As a developer, I saw many videos claiming:

  • Developers will be replaced
  • AI can write thousands of lines of code in seconds
  • There will be no need for engineers anymore

During that time, I tried many AI tools myself.

What I found was simple:

Yes, AI can write code.

But it doesn’t know what I actually want to build.

For example, when I ask it to implement a feature, it can generate code quickly.

But questions like:

  • Is this requirement reasonable?
  • Why do users need this feature?
  • Which solution fits the product better?
  • How do we debug when things break?

These still require human judgment.

Over time, I started to see AI as:

A very capable intern.

It knows a bit of everything.

But the person making decisions is still you.

AI is replacing low-value work first, not jobs themselves

I once worked with a colleague whose daily tasks were mostly:

  • Organizing Excel files
  • Writing weekly reports
  • Summarizing data
  • Copying and moving information

These tasks used to take half a day.

Now AI can finish them in minutes.

So the question becomes:

If someone’s value is only repetitive work, their competitiveness will naturally decline in the AI era.

But if someone focuses on:

  • Understanding business logic
  • Identifying problems
  • Driving projects forward
  • Solving complex issues

Then AI becomes an assistant rather than a replacement.

People often worry about losing their jobs to AI.

But a more accurate way to describe it is:

AI is taking over work that has little room for growth.

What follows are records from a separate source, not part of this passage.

//! Mock 实现模块
//!
//! 提供架构、调度器和内存管理的 Mock 实现，用于测试

pub mod arch;
pub mod mm;
pub mod sched;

You don’t need to rush into learning AI

This is one of my strongest feelings recently.

When people see AI booming, they immediately start:

  • Learning prompt engineering
  • Learning workflows
  • Learning agents
  • Learning every new tool

After a few months, they often realize they still don’t know what they can actually do with it.

The problem is simple:

Tools evolve too fast.

One becomes popular today.

Another appears tomorrow.

A new model shows up the day after.

It’s impossible to keep up.

Instead of chasing tools, a better question is:

What am I already good at?

If you are an accountant:

Use AI to improve financial analysis.

If you are a designer:

Use AI to speed up your creative process.

If you are a teacher:

Use AI to assist lesson preparation.

If you are a developer:

Use AI to improve development efficiency.

AI itself is not the value.

What matters is how AI helps you solve real problems.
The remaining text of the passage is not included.